\(\newcommand{\B}[1]{ {\bf #1} }\) \(\newcommand{\R}[1]{ {\rm #1} }\) \(\newcommand{\W}[1]{ \; #1 \; }\)
user_binomial.py¶
View page sourceFitting Binomial Data Example¶
Iota¶
There is only one grid point in the parent and child smoothing for iota, hence they are constant with respect to age and time.
Parent¶
The value iota_true
is the simulated true rate for iota
for both the parent and two child nodes.
A uniform prior is used for the parent rate with
iota_parent_true /100 as a lower limit,
and 1 as the upper limit.
Child¶
The iota Child Rate Effects are simulated with value zero. They are fit using a Gaussian prior with a mean zero and standard deviation 0.1.
Other Rates¶
The parent_smooth_id and child_smooth_id are null for the other rates; i.e.,the other rates are zero.
Data¶
Integrand¶
All of the data is for the prevalence integrand. Since iota is constant, and the other rates are zero, the true prevalence is \(1 - \exp( - iota * age )\) .
meas_value¶
The prevalence data is simulate using a binomial distribution divided by its sample size. The mean of the binomial distribution is the sample size times the true prevalence.
Sample Size¶
The sample size for each data point is chosen as follows:
def next_sample_size() :
sample_size = numpy.random.uniform(
low = numpy.log( sample_size_min ) ,
high = numpy.log( sample_size_max ) ,
)
sample_size = numpy.exp( round( sample_size ) )
return sample_size
Density¶
If the count, corresponding to the measured value, is greater than or equal a threshold, a Gaussian approximation is used, otherwise the binomial density is used. Note that the approximation seems to work well even when the threshold is zero.
Source Code¶
# values used to simulate data
import numpy
iota_true = 2e-4
n_children = 2
n_data = 50
random_seed = 0
if random_seed == 0 :
import time
random_seed = int( time.time() )
numpy.random.seed( int(random_seed) )
#
# sample_size_min, sample_size_max
# prevalence is 1.0 - exp( -iota_true * age )

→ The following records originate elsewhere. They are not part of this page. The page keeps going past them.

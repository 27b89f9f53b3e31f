use core::fmt;
use std::collections::BTreeMap;

use crate::{
    error::AssembleError,
    instructions::Instr,
    parser::{assemble, Assembly},
    register::RegisterLayout,
};

/// The tree-descent program every processing element runs.
#[rustfmt::skip]
pub const TREE_DESCENT: &[&str] = &[
    // Load the root
    "l R1 M[2]",
    "li R0 0",
    "li R1 0",
    "treenode:",
    "l R2 M[0]",        // field id / leaf word
    "l R3 M[1]",        // threshold, or the output on a leaf
    "and R2 S1",        // leaf bit
    "jnz leafnode",
    "sli R1 1",
    "addi R1 1",        // R1 is now the left child
    "cmp R[R2] R3",     // row value > threshold goes right
    "jnz rightnode",
    "jmp treenode",
    "leafnode:",
    "addf R0 R3",
    "exit",
    "rightnode:",
    "addi R1 1",        // left child + 1
    "jmp treenode",
];

/// An assembled, immutable instruction sequence with its resolved labels
#[derive(Debug, Clone, PartialEq)]
pub struct Microprogram {
    layout: RegisterLayout,
    instrs: Vec<Instr>,
    labels: BTreeMap<String, usize>,
}

impl Microprogram {
    pub fn assemble(layout: RegisterLayout, source: &[&str]) -> Result<Self, AssembleError> {
        let Assembly { instrs, labels } = assemble(layout, source)?;
        Ok(Self {
            layout,
            instrs,
            labels,
        })
    }

    /// The tree-descent program for a register file with `layout`.
    ///
    /// # Panics
    ///
    /// `TREE_DESCENT` is a constant, so a failure to assemble it is a bug in this crate.
    pub fn fixed(layout: RegisterLayout) -> Self {
        Self::assemble(layout, TREE_DESCENT)
            .unwrap_or_else(|e| panic!("tree descent program failed to assemble: {e}"))
    }

    pub fn get(&self, ip: usize) -> Option<&Instr> {
        self.instrs.get(ip)
    }

    pub fn instructions(&self) -> &[Instr] {
        &self.instrs
    }

    pub fn len(&self) -> usize {
        self.instrs.len()
    }

    pub fn is_empty(&self) -> bool {
        self.instrs.is_empty()
    }

    pub fn layout(&self) -> &RegisterLayout {
        &self.layout
    }

    /// The offset a label resolved to
    pub fn label(&self, name: &str) -> Option<usize> {
        self.labels.get(name).copied()
    }

    /// The label naming `offset`, if any
    pub fn label_at(&self, offset: usize) -> Option<&str> {
        self.labels
            .iter()
            .find(|(_, addr)| **addr == offset)
            .map(|(name, _)| name.as_str())
    }
}

impl fmt::Display for Microprogram {
    fn fmt(&self, f: &mut fmt::Formatter<'_>) -> fmt::Result {
        for (ip, instr) in self.instrs.iter().enumerate() {
            if let Some(label) = self.label_at(ip) {
                writeln!(f, "{label}:")?;
            }
            let asm = instr.to_asm(&self.layout, |target| self.label_at(target));
            writeln!(f, "{ip:4}  {asm}")?;
        }
        Ok(())
    }
}

#[cfg(test)]
mod test {
    use super::*;
    use crate::register::{MemRef, Operand};

    #[test]
    fn labels_resolve_to_fixed_offsets() {
        let program = Microprogram::fixed(RegisterLayout::new(4));
        assert_eq!(program.len(), 16);
        assert_eq!(program.label("treenode"), Some(3));
        assert_eq!(program.label("leafnode"), Some(12));
        assert_eq!(program.label("rightnode"), Some(14));
        assert_eq!(program.label("loadroot"), None);
        assert_eq!(program.label_at(12), Some("leafnode"));
    }

    #[test]
    fn operands_follow_the_register_layout() {
        let layout = RegisterLayout::new(4);
        let program = Microprogram::fixed(layout);
        let r1 = layout.r1();
        let r2 = layout.index_of("R2").unwrap();
        let r3 = layout.index_of("R3").unwrap();

        assert_eq!(
            program.get(0),
            Some(&Instr::Load {
                out: r1,
                mem: MemRef(2)
            })
        );
        assert_eq!(
            program.get(9),
            Some(&Instr::Cmp {
                in1: Operand::Indirect(r2),
                in2: Operand::Register(r3),
            })
        );
        assert_eq!(program.get(13), Some(&Instr::Exit));
        assert_eq!(program.get(16), None);

        // A wider row shifts the trailing registers but not the program shape
        let wide = Microprogram::fixed(RegisterLayout::new(9));
        assert_eq!(wide.len(), program.len());
        assert_ne!(wide.get(0), program.get(0));
    }

    #[test]
    fn disassembly_round_trips() {
        let layout = RegisterLayout::new(4);
        let listing = Microprogram::fixed(layout).to_string();
        assert!(listing.contains("treenode:\n   3  l R2 M[0]"));
        assert!(listing.contains("   9  cmp R[R2] R3"));
        assert!(listing.contains("jnz rightnode"));

        let source: Vec<&str> = TREE_DESCENT.iter().map(|l| l.trim()).collect();
        for line in listing.lines() {
            let line = line.trim();
            let asm = line.split_once("  ").map_or(line, |(_, asm)| asm.trim());
            assert!(source.contains(&asm), "{asm}");
        }
    }
}
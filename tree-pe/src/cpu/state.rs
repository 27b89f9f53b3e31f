use crate::{
    constants::LEAF_BIT,
    register::{RegIdx, RegisterLayout},
    word::Word,
};

#[derive(Clone, Debug, PartialEq)]
pub struct PeState {
    /// Offset of the next instruction to fetch.
    pub(super) instruction_pointer: usize,
    /// Register file, `S0 ZF S1 | F1 .. FN | R0 R1 R2 R3`.
    pub(super) registers: Box<[Word]>,
}

impl PeState {
    pub fn new(layout: &RegisterLayout) -> Self {
        let mut registers = vec![Word::ZERO; layout.num_registers()].into_boxed_slice();
        registers[RegIdx::S1.0] = Word::Int(LEAF_BIT);
        Self {
            instruction_pointer: 0,
            registers,
        }
    }

    pub fn register(&self, reg: RegIdx) -> Word {
        self.registers[reg.0]
    }

    pub fn register_mut(&mut self, reg: RegIdx) -> &mut Word {
        &mut self.registers[reg.0]
    }

    pub fn registers(&self) -> &[Word] {
        &self.registers
    }

    pub fn instruction_pointer(&self) -> usize {
        self.instruction_pointer
    }

    pub fn zero_flag(&self) -> Word {
        self.register(RegIdx::ZF)
    }
}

sample_size_min = 0.5 / ( 1.0 - numpy.exp( - iota_true * 50.0 ) )
sample_size_max = 100.0 * sample_size_min
# ------------------------------------------------------------------------
import sys
import os
import copy
test_program = 'example/user/binomial.py'
check_program = sys.argv[0].replace('\\', '/')

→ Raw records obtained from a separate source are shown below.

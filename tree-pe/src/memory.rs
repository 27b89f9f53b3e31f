use core::str::FromStr;

use crate::{
    constants::{
        FIELD_ID_MASK, FIELD_VALUE_OFFSET, FIELD_WORD_OFFSET, LEAF_BIT, NODE_ID_OFFSET, NODE_WIDTH,
    },
    error::{PeError, Result},
    word::{split_words, Word},
};

/// Read access to a node store. The processing element performs every memory read through this
/// trait, and never writes.
pub trait NodeMemory {
    /// Returns word `offset` of the node at `node`
    fn load(&self, node: usize, offset: usize) -> Result<Word>;
}

/// A tree node: `[field_id_or_leaf_word, field_value, node_id]`. On a leaf the field value slot
/// holds the leaf's output.
#[derive(Debug, Clone, Copy, PartialEq)]
pub struct Node(pub [Word; NODE_WIDTH]);

impl Node {
    /// An internal node testing field `field_id`. Only the low 15 bits of the id are kept, so the
    /// node can never carry the leaf bit.
    pub fn internal(field_id: u16, threshold: impl Into<Word>, id: i64) -> Self {
        let field_word = i64::from(field_id) & FIELD_ID_MASK;
        Node([Word::Int(field_word), threshold.into(), Word::Int(id)])
    }

    pub fn leaf(value: impl Into<Word>, id: i64) -> Self {
        Node([Word::Int(LEAF_BIT), value.into(), Word::Int(id)])
    }

    pub fn field_word(&self) -> Word {
        self.0[FIELD_WORD_OFFSET]
    }

    pub fn field_value(&self) -> Word {
        self.0[FIELD_VALUE_OFFSET]
    }

    pub fn id(&self) -> Word {
        self.0[NODE_ID_OFFSET]
    }

    pub fn is_leaf(&self) -> bool {
        self.field_word() == Word::Int(LEAF_BIT)
    }
}

impl From<[Word; NODE_WIDTH]> for Node {
    fn from(words: [Word; NODE_WIDTH]) -> Self {
        Node(words)
    }
}

/// The memory engine: a node store laid out as an implicit complete binary tree. The root is at
/// address 0 and the children of `a` are at `2a + 1` and `2a + 2`.
#[derive(Default, Debug, Clone, PartialEq)]
pub struct MemoryEngine {
    nodes: Vec<Node>,
}

impl MemoryEngine {
    pub fn empty() -> Self {
        Self::default()
    }

    pub fn new(nodes: Vec<Node>) -> Self {
        Self { nodes }
    }

    pub fn from_rows(rows: &[[Word; NODE_WIDTH]]) -> Self {
        Self::new(rows.iter().copied().map(Node).collect())
    }

    pub fn len(&self) -> usize {
        self.nodes.len()
    }

    pub fn is_empty(&self) -> bool {
        self.nodes.is_empty()
    }

    pub fn node(&self, addr: usize) -> Option<&Node> {
        self.nodes.get(addr)
    }

    pub fn nodes(&self) -> &[Node] {
        &self.nodes
    }

    /// Checks that the store is a well-formed tree for rows of `num_fields` values: every node is
    /// either a leaf (first word exactly the leaf bit) or an internal node testing an existing
    /// field, and every internal node has both children in range. Traversal of a store that
    /// passes is guaranteed to reach a leaf.
    pub fn validate(&self, num_fields: usize) -> Result<()> {
        let malformed = |node, reason: String| Err(PeError::MalformedTree { node, reason });

        if self.nodes.is_empty() {
            return malformed(0, "the store holds no root".into());
        }

        for (addr, node) in self.nodes.iter().enumerate() {
            if node.is_leaf() {
                continue;
            }
            match node.field_word() {
                Word::Int(w) if (0..LEAF_BIT).contains(&w) => {
                    if w as usize >= num_fields {
                        return malformed(addr, format!("field id {w} exceeds {num_fields} fields"));
                    }
                },
                w => return malformed(addr, format!("{w} is neither a field id nor a leaf")),
            }
            let right = 2 * addr + 2;
            if right >= self.nodes.len() {
                return malformed(addr, format!("child {right} is out of range"));
            }
        }

        Ok(())
    }
}

impl NodeMemory for MemoryEngine {
    fn load(&self, node: usize, offset: usize) -> Result<Word> {
        self.nodes
            .get(node)
            .and_then(|n| n.0.get(offset))
            .copied()
            .ok_or(PeError::MemoryOutOfBounds { node, offset })
    }
}

impl FromStr for MemoryEngine {
    type Err = PeError;

    /// Parses a node table with one node per line: three numbers separated by whitespace or
    /// commas. Blank lines are skipped.
    fn from_str(s: &str) -> Result<Self> {
        let nodes = s
            .lines()
            .filter(|l| !l.trim().is_empty())
            .enumerate()
            .map(|(addr, line)| {
                let words = split_words(line)
                    .map(|t| {
                        t.parse::<Word>().map_err(|_| PeError::MalformedTree {
                            node: addr,
                            reason: format!("`{t}` is not a number"),
                        })
                    })
                    .collect::<Result<Vec<_>>>()?;

                <[Word; NODE_WIDTH]>::try_from(words)
                    .map(Node)
                    .map_err(|words| PeError::MalformedTree {
                        node: addr,
                        reason: format!("expected {NODE_WIDTH} words, got {}", words.len()),
                    })
            })
            .collect::<Result<Vec<_>>>()?;

        Ok(Self::new(nodes))
    }
}

#[cfg(test)]
mod test {
    use super::*;
    use crate::fixture;

    #[test]
    fn loads_by_node_and_offset() {
        let me = fixture::reference_tree();
        assert_eq!(me.load(0, 0).unwrap(), Word::Int(2));
        assert_eq!(me.load(0, 1).unwrap(), Word::Float(1.8232));
        assert_eq!(me.load(6, 1).unwrap(), Word::Int(2));
        assert_eq!(me.load(6, 2).unwrap(), Word::Int(6));
    }

    #[test]
    fn out_of_range_is_an_error() {
        let me = fixture::reference_tree();
        assert!(matches!(
            me.load(7, 0),
            Err(PeError::MemoryOutOfBounds { node: 7, offset: 0 })
        ));
        assert!(matches!(
            me.load(0, 3),
            Err(PeError::MemoryOutOfBounds { node: 0, offset: 3 })
        ));
        assert!(MemoryEngine::empty().load(0, 0).is_err());
    }

    #[test]
    fn leaf_bit_detection() {
        assert!(Node::leaf(-2, 3).is_leaf());
        assert!(!Node::internal(3, 0.2312, 2).is_leaf());
        // Only the bare leaf bit marks a leaf
        assert!(!Node([Word::Int(LEAF_BIT | 1), Word::ZERO, Word::ZERO]).is_leaf());

        // Field ids wider than 15 bits never set the leaf bit
        for field_id in [1 << 15, 40000, u16::MAX] {
            let node = Node::internal(field_id, 1.0, 0);
            assert!(!node.is_leaf());
            assert!(matches!(node.field_word(), Word::Int(w) if w & LEAF_BIT == 0));
        }
        assert_eq!(Node::internal(40000, 1.0, 0).field_word(), Word::Int(40000 - (1 << 15)));
    }

    #[test]
    fn reference_tree_is_well_formed() {
        fixture::reference_tree().validate(4).unwrap();
    }

    #[test]
    fn validation_failures() {
        let missing_child = MemoryEngine::new(vec![Node::internal(0, 1.0, 0), Node::leaf(1, 1)]);
        assert!(matches!(
            missing_child.validate(1),
            Err(PeError::MalformedTree { node: 0, .. })
        ));

        let bad_field = MemoryEngine::new(vec![
            Node::internal(5, 1.0, 0),
            Node::leaf(1, 1),
            Node::leaf(2, 2),
        ]);
        assert!(bad_field.validate(4).is_err());
        assert!(bad_field.validate(6).is_ok());

        let float_word = MemoryEngine::from_rows(&[[Word::Float(1.5), Word::ZERO, Word::ZERO]]);
        assert!(float_word.validate(4).is_err());

        assert!(MemoryEngine::empty().validate(4).is_err());
    }

    #[test]
    fn parse_node_table() {
        let me: MemoryEngine = "2 1.8232 0\n\n1, 45, 1\n32768 -2 2\n".parse().unwrap();
        assert_eq!(me.len(), 3);
        assert_eq!(me.node(1), Some(&Node::internal(1, 45, 1)));
        assert!(me.node(2).unwrap().is_leaf());

        assert!("1 2".parse::<MemoryEngine>().is_err());
        assert!("1 2 x".parse::<MemoryEngine>().is_err());
    }
}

if check_program != test_program or len(sys.argv) != 1 :
usage = 'python3 ' + test_program + '\n'
usage += 'where python3 is the python 3 program on your system\n'
usage += 'and working directory is the dismod_at distribution directory\n'
sys.exit(usage)
print(test_program)
#
# import dismod_at
local_dir = os.getcwd() + '/python'
if( os.path.isdir( local_dir + '/dismod_at' ) ) :
sys.path.insert(0, local_dir)
import dismod_at
#
# change into the build/example/user directory
if not os.path.exists('build/example/user') :
os.makedirs('build/example/user')
os.chdir('build/example/user')
# ------------------------------------------------------------------------
# BEGIN_SAMPLE_SIZE
def next_sample_size() :
sample_size = numpy.random.uniform(
low = numpy.log( sample_size_min ) ,
high = numpy.log( sample_size_max ) ,
)
sample_size = numpy.exp( round( sample_size ) )
return sample_size
# END_SAMPLE_SIZE
# ------------------------------------------------------------------------
def binomial(sample_size, success_rate) :
count = numpy.random.binomial(n = sample_size, p = success_rate)
return count
# ------------------------------------------------------------------------
# Note that the a, t values are not used for this example
def example_db (file_name) :
# note that the a, t values are not used for this case
def fun_rate_child(a, t) :
return ('prior_iota_child', None, None)
def fun_iota_parent(a, t) :
return ('prior_iota_parent', None, None)
# ----------------------------------------------------------------------
# age table:
age_list = [ 0.0, 50.0, 100.0 ]
#
# time table:
time_list = [ 1980.0, 2000.0, 2200.0 ]
#
# integrand table:
integrand_table = [ { 'name':'prevalence' } ]
#
# node table:
node_table = [ { 'name':'world', 'parent':'' } ]
for i in range(n_children) :
name = 'child_' + str(i + 1)
node_table.append( { 'name':name, 'parent':'world' } )
#
# ----------------------------------------------------------------------
# data table:
data_table = list()
#
# values that are the same for all data rows
row = {
'integrand': 'prevalence',
'weight': '',
'hold_out': False,
'time_lower': 2000.,
'time_upper': 2000.,
}
# values that change between rows:
for data_id in range( n_data ) :
row['node'] = 'child_' + str( (data_id % n_children) + 1 )
fraction = (data_id + 1) / float(n_data)
age = age_list[0] + (age_list[-1] - age_list[0])*fraction
row['age_lower'] = age
row['age_upper'] = age
meas_mean = 1.0 - numpy.exp( -iota_true * age )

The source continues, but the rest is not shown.